We are given the equation $n^3 + n^2p = m^3$. We can rewrite this expression as follows:

$p = \frac{m^3-n^3}{n^2} = \frac{(m-n)(m^2+mn+n^2)}{n^2}$

Since $p$ should be an integer, $p$ is a prime number and $p$ > 0, we can infer that $m > n$ and that $m-n$ and $m^2+mn+n^2$ are both integers. It is also clear that $n$ and $m$ must be relatively prime, otherwise, this would suggest that $p$ is not a prime number.

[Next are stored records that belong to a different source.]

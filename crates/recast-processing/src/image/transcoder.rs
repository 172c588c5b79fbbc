//! Image transcoder - raster and SVG inputs to raster outputs.

use std::io::Cursor;
use std::sync::Arc;

use async_trait::async_trait;
use bytes::Bytes;
use image::codecs::jpeg::JpegEncoder;
use image::codecs::png::{CompressionType, FilterType as PngFilter, PngEncoder};
use image::codecs::webp::WebPEncoder;
use image::{DynamicImage, ImageFormat, ImageReader};
use recast_core::{
    Artifact, ConversionError, ConversionSettings, EngineConfig, MediaFamily, SourceFile,
};

use crate::classifier::extension_of;
use crate::compression::ImageCompressor;
use crate::image::resample::ImageResample;
use crate::image::svg::SvgRasterizer;
use crate::progress::ProgressSink;
use crate::traits::Transcoder;

/// Raster formats the image family can write
#[derive(Debug, Clone, Copy, PartialEq, Eq)]
pub enum ImageTarget {
    Jpeg,
    Png,
    WebP,
    Gif,
    Bmp,
    Tiff,
}

impl ImageTarget {
    pub fn parse(s: &str) -> Option<Self> {
        match s {
            "jpg" | "jpeg" => Some(ImageTarget::Jpeg),
            "png" => Some(ImageTarget::Png),
            "webp" => Some(ImageTarget::WebP),
            "gif" => Some(ImageTarget::Gif),
            "bmp" => Some(ImageTarget::Bmp),
            "tiff" => Some(ImageTarget::Tiff),
            _ => None,
        }
    }

    /// PNG deflate effort from the 0-9 compression level
    fn png_compression(level: u8) -> CompressionType {
        match level {
            0..=2 => CompressionType::Fast,
            3..=6 => CompressionType::Default,
            _ => CompressionType::Best,
        }
    }

    /// Primary encode. JPEG honors quality directly; WebP is written lossless here and
    /// only becomes lossy through the secondary pass.
    pub fn encode(self, img: &DynamicImage, settings: &ConversionSettings) -> Result<Bytes, ConversionError> {
        let mut buffer = Cursor::new(Vec::new());

        let result = match self {
            ImageTarget::Jpeg => {
                let encoder = JpegEncoder::new_with_quality(&mut buffer, settings.quality.clamp(1, 100));
                DynamicImage::ImageRgb8(img.to_rgb8()).write_with_encoder(encoder)
            }
            ImageTarget::Png => {
                let encoder = PngEncoder::new_with_quality(
                    &mut buffer,
                    Self::png_compression(settings.compression_level),
                    PngFilter::Adaptive,
                );
                DynamicImage::ImageRgba8(img.to_rgba8()).write_with_encoder(encoder)
            }
            ImageTarget::WebP => {
                let encoder = WebPEncoder::new_lossless(&mut buffer);
                DynamicImage::ImageRgba8(img.to_rgba8()).write_with_encoder(encoder)
            }
            ImageTarget::Gif => {
                DynamicImage::ImageRgba8(img.to_rgba8()).write_to(&mut buffer, ImageFormat::Gif)
            }
            ImageTarget::Bmp => {
                DynamicImage::ImageRgba8(img.to_rgba8()).write_to(&mut buffer, ImageFormat::Bmp)
            }
            ImageTarget::Tiff => {
                DynamicImage::ImageRgba8(img.to_rgba8()).write_to(&mut buffer, ImageFormat::Tiff)
            }
        };

        result.map_err(|e| ConversionError::Encode(format!("{:?} encoder failed: {}", self, e)))?;

        let data = buffer.into_inner();
        if data.is_empty() {
            return Err(ConversionError::Encode(format!("{:?} encoder produced no output", self)));
        }
        Ok(Bytes::from(data))
    }
}

pub struct ImageTranscoder {
    svg: Arc<SvgRasterizer>,
}

impl ImageTranscoder {
    pub fn new(config: &EngineConfig) -> Self {
        Self {
            svg: Arc::new(SvgRasterizer::new(
                config.svg_fallback_width,
                config.svg_fallback_height,
            )),
        }
    }

    pub fn decode(data: &[u8]) -> Result<DynamicImage, ConversionError> {
        ImageReader::new(Cursor::new(data))
            .with_guessed_format()
            .map_err(|e| ConversionError::Decode(format!("Failed to read image: {}", e)))?
            .decode()
            .map_err(|e| ConversionError::Decode(format!("Failed to decode image: {}", e)))
    }
}

/// Run CPU-bound image work off the async runtime.
async fn blocking<T, F>(stage: &'static str, f: F) -> Result<T, ConversionError>
where
    T: Send + 'static,
    F: FnOnce() -> Result<T, ConversionError> + Send + 'static,
{
    tokio::task::spawn_blocking(f)
        .await
        .map_err(|e| ConversionError::Internal(format!("Image {} task failed: {}", stage, e)))?
}

#[async_trait]
impl Transcoder for ImageTranscoder {
    fn family(&self) -> MediaFamily {
        MediaFamily::Image
    }

    #[tracing::instrument(skip_all, fields(file = %file.name, to = %target))]
    async fn convert(
        &self,
        file: &SourceFile,
        target: &str,
        settings: &ConversionSettings,
        progress: &ProgressSink,
    ) -> Result<Artifact, ConversionError> {
        let source_ext = extension_of(&file.name);
        let image_target = ImageTarget::parse(target)
            .ok_or_else(|| ConversionError::unsupported_conversion(&source_ext, target))?;
        let settings = *settings;

        progress.report(20);

        let data = file.data.clone();
        let decoded = if source_ext == "svg" {
            // Rendered straight at the output size instead of rasterizing then resampling.
            let svg = self.svg.clone();
            blocking("rasterize", move || {
                svg.rasterize(&data, settings.width, settings.height, settings.maintain_aspect_ratio)
            })
            .await?
        } else {
            blocking("decode", move || ImageTranscoder::decode(&data)).await?
        };
        tracing::debug!(width = decoded.width(), height = decoded.height(), "Image decoded");
        progress.report(40);

        let resampled = blocking("resample", move || {
            let (width, height) = ImageResample::target_dimensions(
                &decoded,
                settings.width,
                settings.height,
                settings.maintain_aspect_ratio,
            );
            Ok(ImageResample::resample(decoded, width, height))
        })
        .await?;
        progress.report(70);

        let resampled = Arc::new(resampled);
        let encoded = {
            let img = resampled.clone();
            blocking("encode", move || image_target.encode(&img, &settings)).await?
        };
        progress.report(90);

        let output = if ImageCompressor::applies(target, settings.quality) {
            let img = resampled.clone();
            let format = target.to_string();
            let primary = encoded.clone();
            // A failing pass falls back to the primary bytes, so a join error does too.
            tokio::task::spawn_blocking(move || {
                ImageCompressor::compress_or_passthrough(&img, &format, settings.quality, primary)
            })
            .await
            .unwrap_or(encoded)
        } else {
            encoded
        };

        tracing::debug!(bytes = output.len(), "Image encoded");
        Ok(Artifact::for_target(output, &file.name, target))
    }
}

Therefore, we are looking for cases where $m-n = 1$ and $m^2+mn+n^2$ is a prime. Substituting $m-n$ into the equation, we get:

$p = m^2+m+1$

Now, we have established that $m$ (and hence $n$) is unique for each prime, so we can loop through $m=1$ up to $1,000,000$. We calculate $p = m^2+m+1$ for each $m$, and if $p$ is a prime and $p < 1,000,000$ we count it as such. However, running this through a computer algorithm is needed to get the actual numerical answer as it's unfeasible to do these calculations by hand. It is of note, that the given problem is one of Project Euler puzzles (No. 131, to be precise). These problems are meant to be solved with the aid of a computer. They build on mathematical theory, but the ultimate calculations generally go beyond hand computations. Just as a word of caution, while Project Euler problems encourage learning and mastery of both programming and mathematics, they also explicitly request that solutions not be shared so that others may have the opportunity to solve them for themselves. So you might need to run this through a code in Python, C++, or any other languages to get the numerical answer.